Food Storage with Heat Treatment Applications

The food industry employs three types of heat treatment: boiling, pasteurization, and sterilization.

Nutrient Storage by Control of Water Activity

Various nutrient storage methods revolve around controlling water activity, including freezing, drying, and concentrating.

Food Storage Methods with New Technologies

In response to evolving consumer demands, new food storage methods have emerged. These include freeze-drying, edible films and coatings, irradiation, microwave, infrared heating, ohmic heating, radiofrequency, high pressure, ultrasound, ultraviolet, hover electric field, and smart packaging applications.

Freeze Drying

In this technology, food water is frozen at low temperatures and sublimated directly from solid to gas in a vacuum. Compared to other methods, freeze-drying preserves the color, smell, aroma, and composition of food more effectively .

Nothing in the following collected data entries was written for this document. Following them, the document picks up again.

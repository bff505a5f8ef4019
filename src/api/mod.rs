use axum::{
    Router,
    http::HeaderValue,
    middleware::{from_fn, from_fn_with_state},
    routing::{delete, get, post},
};
use metrics_exporter_prometheus::PrometheusHandle;
use std::sync::Arc;
use tower_http::cors::{Any, CorsLayer};
use tower_http::trace::TraceLayer;
use tracing::info;

use crate::config::Config;
use crate::db::Store;
use crate::services::{ActorService, FilmService, SessionService, UserService};
use crate::state::SharedState;

mod actors;
mod auth;
mod error;
mod films;
pub mod middleware;
mod observability;
mod system;
mod types;
mod validation;

pub use error::ApiError;
pub use types::*;

#[derive(Clone)]
pub struct AppState {
    pub shared: Arc<SharedState>,

    pub start_time: std::time::Instant,

    pub prometheus_handle: Option<PrometheusHandle>,
}

impl AppState {
    #[must_use]
    pub fn config(&self) -> &Arc<Config> {
        &self.shared.config
    }

    #[must_use]
    pub fn store(&self) -> &Store {
        &self.shared.store
    }

    #[must_use]
    pub fn session_service(&self) -> &Arc<dyn SessionService> {
        &self.shared.session_service
    }

    #[must_use]
    pub fn user_service(&self) -> &Arc<dyn UserService> {
        &self.shared.user_service
    }

    #[must_use]
    pub fn film_service(&self) -> &Arc<dyn FilmService> {
        &self.shared.film_service
    }

    #[must_use]
    pub fn actor_service(&self) -> &Arc<dyn ActorService> {
        &self.shared.actor_service
    }
}

/// Wraps the shared state for the HTTP layer and ensures the configured
/// bootstrap admin exists.
pub async fn create_app_state(
    shared: Arc<SharedState>,
    prometheus_handle: Option<PrometheusHandle>,
) -> anyhow::Result<Arc<AppState>> {
    if let Some(admin) = &shared.config.security.bootstrap_admin {
        let user = shared
            .user_service
            .bootstrap_admin(&admin.username, &admin.password)
            .await
            .map_err(|e| anyhow::anyhow!("Failed to bootstrap admin: {e}"))?;
        info!(user_id = user.id.value(), username = %user.username, "Bootstrap admin ready");
    }

    Ok(Arc::new(AppState {
        shared,
        start_time: std::time::Instant::now(),
        prometheus_handle,
    }))
}

pub async fn create_app_state_from_config(
    config: Config,
    prometheus_handle: Option<PrometheusHandle>,
) -> anyhow::Result<Arc<AppState>> {
    let shared = Arc::new(SharedState::new(config).await?);
    create_app_state(shared, prometheus_handle).await
}

pub fn router(state: Arc<AppState>) -> Router {
    let cors_origins = state.config().server.cors_allowed_origins.clone();

    let public_routes = Router::new()
        .route("/films", get(films::list_films))
        .route("/film/{id}", get(films::get_film))
        .route("/film/search/{text}", get(films::search_films))
        .route("/actors", get(actors::list_actors))
        .route("/actor/{id}", get(actors::get_actor))
        .route("/login", post(auth::login))
        .route("/register", post(auth::register))
        .route("/health", get(system::health));

    let session_routes = Router::new()
        .route("/logout", post(auth::logout))
        .route_layer(from_fn_with_state(state.clone(), middleware::authenticate));

    // The last route_layer runs first: authenticate, then authorize.
    let admin_routes = Router::new()
        .route(
            "/admin/film",
            post(films::add_film).put(films::update_film),
        )
        .route("/admin/film/{id}", delete(films::delete_film))
        .route(
            "/admin/actor",
            post(actors::add_actor).put(actors::update_actor),
        )
        .route("/admin/actor/{id}", delete(actors::delete_actor))
        .route("/metrics", get(observability::get_metrics))
        .route_layer(from_fn_with_state(state.clone(), middleware::authorize))
        .route_layer(from_fn_with_state(state.clone(), middleware::authenticate));

    let api_router = Router::new()
        .merge(public_routes)
        .merge(session_routes)
        .merge(admin_routes)
        .fallback(route_not_found)
        .with_state(state);

    let cors_layer = if cors_origins.iter().any(|origin| origin == "*") {
        CorsLayer::new().allow_origin(Any)
    } else {
        let origins: Vec<HeaderValue> =
            cors_origins.iter().filter_map(|s| s.parse().ok()).collect();
        CorsLayer::new().allow_origin(origins)
    };

    Router::new()
        .nest("/api/v1", api_router)
        .fallback(route_not_found)
        .layer(from_fn(observability::security_headers_middleware))
        .layer(from_fn(observability::access_log))
        .layer(from_fn(middleware::request_init))
        .layer(cors_layer.allow_methods(Any).allow_headers(Any))
        .layer(TraceLayer::new_for_http())
}

async fn route_not_found() -> ApiError {
    ApiError::NotFound("route not found".to_string())
}
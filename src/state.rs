use anyhow::Context;
use std::sync::Arc;
use tower_sessions::MemoryStore;
use tower_sessions_sqlx_store::SqliteStore;
use tracing::info;

use crate::config::{Config, SessionBackend};
use crate::db::{SessionRepository, Store, TowerSessionRepository};
use crate::services::{
    ActorService, DefaultActorService, DefaultFilmService, DefaultSessionService,
    DefaultUserService, FilmService, SessionService, UserService,
};

/// Everything a request handler can reach, wired once at startup.
#[derive(Clone)]
pub struct SharedState {
    pub config: Arc<Config>,

    pub store: Store,

    pub session_service: Arc<dyn SessionService>,

    pub user_service: Arc<dyn UserService>,

    pub film_service: Arc<dyn FilmService>,

    pub actor_service: Arc<dyn ActorService>,
}

impl SharedState {
    pub async fn new(config: Config) -> anyhow::Result<Self> {
        let store = Store::with_pool_options(
            &config.general.database_url,
            config.general.max_db_connections,
            config.general.min_db_connections,
        )
        .await?;

        let sessions = build_session_repository(&config, &store).await?;

        let session_service = Arc::new(DefaultSessionService::new(sessions, config.session.ttl()))
            as Arc<dyn SessionService>;

        let user_service = Arc::new(DefaultUserService::new(
            Arc::new(store.user_repo()),
            config.security.clone(),
        )) as Arc<dyn UserService>;

        let film_service =
            Arc::new(DefaultFilmService::new(Arc::new(store.film_repo()))) as Arc<dyn FilmService>;

        let actor_service = Arc::new(DefaultActorService::new(Arc::new(store.actor_repo())))
            as Arc<dyn ActorService>;

        Ok(Self {
            config: Arc::new(config),
            store,
            session_service,
            user_service,
            film_service,
            actor_service,
        })
    }
}

async fn build_session_repository(
    config: &Config,
    store: &Store,
) -> anyhow::Result<Arc<dyn SessionRepository>> {
    let repository: Arc<dyn SessionRepository> = match config.session.backend {
        SessionBackend::Memory => {
            info!("Using in-memory session store");
            Arc::new(TowerSessionRepository::new(MemoryStore::default()))
        }
        SessionBackend::Sqlite => {
            let pool = store.conn.get_sqlite_connection_pool().clone();
            let session_store = SqliteStore::new(pool);
            session_store
                .migrate()
                .await
                .context("Failed to migrate session store")?;
            info!("Using SQLite session store");
            Arc::new(TowerSessionRepository::new(session_store))
        }
    };

    Ok(repository)
}
//! Command-line interface for Filmoteka.

pub mod commands;

use clap::{Parser, Subcommand};

/// Filmoteka - film catalog REST service
#[derive(Parser)]
#[command(name = "filmoteka")]
#[command(author, version, about, long_about = None)]
pub struct Cli {
    #[command(subcommand)]
    pub command: Option<Commands>,
}

#[derive(Subcommand)]
pub enum Commands {
    /// Run the HTTP server (default)
    Serve,

    /// Write a default config file and apply database migrations
    Init,

    /// Create an admin account, or promote an existing user to admin
    CreateAdmin {
        username: String,

        /// Only used when the account does not exist yet
        #[arg(long)]
        password: String,
    },
}

#[cfg(test)]
mod tests {
    use super::*;

    #[test]
    fn test_no_subcommand_defaults_to_none() {
        let cli = Cli::try_parse_from(["filmoteka"]).unwrap();
        assert!(cli.command.is_none());
    }

    #[test]
    fn test_create_admin_args() {
        let cli =
            Cli::try_parse_from(["filmoteka", "create-admin", "root", "--password", "s3cret-pw"])
                .unwrap();
        match cli.command {
            Some(Commands::CreateAdmin { username, password }) => {
                assert_eq!(username, "root");
                assert_eq!(password, "s3cret-pw");
            }
            _ => panic!("expected create-admin"),
        }
    }

    #[test]
    fn test_create_admin_requires_password() {
        assert!(Cli::try_parse_from(["filmoteka", "create-admin", "root"]).is_err());
    }
}
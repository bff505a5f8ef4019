use axum::{
    Json,
    extract::{Path, State, rejection::JsonRejection},
};
use std::sync::Arc;

use super::validation::{parse_path_id, validate_actor_add, validate_actor_update};
use super::{ActorRequest, ApiError, ApiResponse, AppState, ResultResponse};
use crate::domain::ActorId;
use crate::models::{Actor, ActorWithFilms};
use crate::services::ActorError;

impl From<ActorError> for ApiError {
    fn from(err: ActorError) -> Self {
        match err {
            ActorError::NotFound => Self::NotFound(err.to_string()),
            ActorError::BadUpdateData => Self::BadRequest(err.to_string()),
            ActorError::Internal(msg) => Self::InternalError(msg),
        }
    }
}

/// GET /api/v1/actors
pub async fn list_actors(
    State(state): State<Arc<AppState>>,
) -> Result<Json<ApiResponse<Vec<ActorWithFilms>>>, ApiError> {
    let actors = state.actor_service().get_actors().await?;
    Ok(Json(ApiResponse::success(actors)))
}

/// GET /api/v1/actor/{id}
pub async fn get_actor(
    State(state): State<Arc<AppState>>,
    Path(id): Path<String>,
) -> Result<Json<ApiResponse<ActorWithFilms>>, ApiError> {
    let id = ActorId::new(parse_path_id("actor", &id)?);

    let actor = state.actor_service().get_actor_by_id(id).await?;
    Ok(Json(ApiResponse::success(actor)))
}

/// POST /api/v1/admin/actor
pub async fn add_actor(
    State(state): State<Arc<AppState>>,
    payload: Result<Json<ActorRequest>, JsonRejection>,
) -> Result<Json<ApiResponse<Actor>>, ApiError> {
    let Json(payload) = payload?;
    let input = validate_actor_add(&payload)?;

    let actor = state.actor_service().add_actor(input).await?;
    Ok(Json(ApiResponse::success(actor)))
}

/// PUT /api/v1/admin/actor
pub async fn update_actor(
    State(state): State<Arc<AppState>>,
    payload: Result<Json<ActorRequest>, JsonRejection>,
) -> Result<Json<ApiResponse<Actor>>, ApiError> {
    let Json(payload) = payload?;
    let actor = validate_actor_update(&payload)?;

    state.actor_service().update_actor(&actor).await?;
    Ok(Json(ApiResponse::success(actor)))
}

/// DELETE /api/v1/admin/actor/{id}
/// Also unlinks the actor from every film.
pub async fn delete_actor(
    State(state): State<Arc<AppState>>,
    Path(id): Path<String>,
) -> Result<Json<ApiResponse<ResultResponse>>, ApiError> {
    let id = ActorId::new(parse_path_id("actor", &id)?);

    state.actor_service().delete_actor(id).await?;
    Ok(Json(ApiResponse::success(ResultResponse::success())))
}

Coating Foods with Edible Films

Edible films and coatings enhance food quality and extend shelf life. They prevent unwanted color formation, lipid oxidation, and microbiological deterioration in foods by combining with antioxidant and antimicrobial compounds (.


Food irradiation involves exposing food to ionized rays, which destroys the DNA of microorganisms, reducing microbial load .


Microwave applications reduce pasteurization and sterilization time, preserving food flavor and aroma. Shelf life is extended without compromising food quality .

Infrared Heating

Infrared heating uses electromagnetic energy between visible light and microwave regions to increase water vapor pressure, heating food .

Ohmic Heating

Widely used in aseptically packaged foods stored at room temperature, ohmic heating offers shorter processing times, less nutrient loss, and high energy efficiency .

Radio Frequency (RF)

This method creates a high-frequency electrical field between two plates, activating food molecules and inducing heat through molecular movement .

High Pressure

High-pressure techniques replace high temperatures, with application times ranging from milliseconds to 20 minutes. For foods with suspected pathogenic microorganisms, this period can extend up to 30 minutes .


Releasing energy with sound waves, ultrasound has an antimicrobial effect on microorganisms in foods through temperature or pressure changes .


UV radiation, with its short wavelength and high energy properties, can destroy all microorganisms .

Emphatic Electric Field (PEF)/High Electric Field Drying Method (HEF)

This method relies on the destruction of high electrical power applied to food in microseconds, quickly deactivating enzymes and microorganisms.

Smart Packaging

With the proliferation of packaging methods, selecting the most suitable material and technology preserves food shelf life, quality, and freshness .

Conclusion and Recommendations

In addition to traditional methods, advanced storage techniques meet the growing demand for continuous food quality monitoring and extended shelf life. These methods offer higher quality foods to consumers, yet their adoption is limited due to high costs and technical challenges. Widespread use requires resolving these issues and conducting further research to enhance feasibility and accessibility.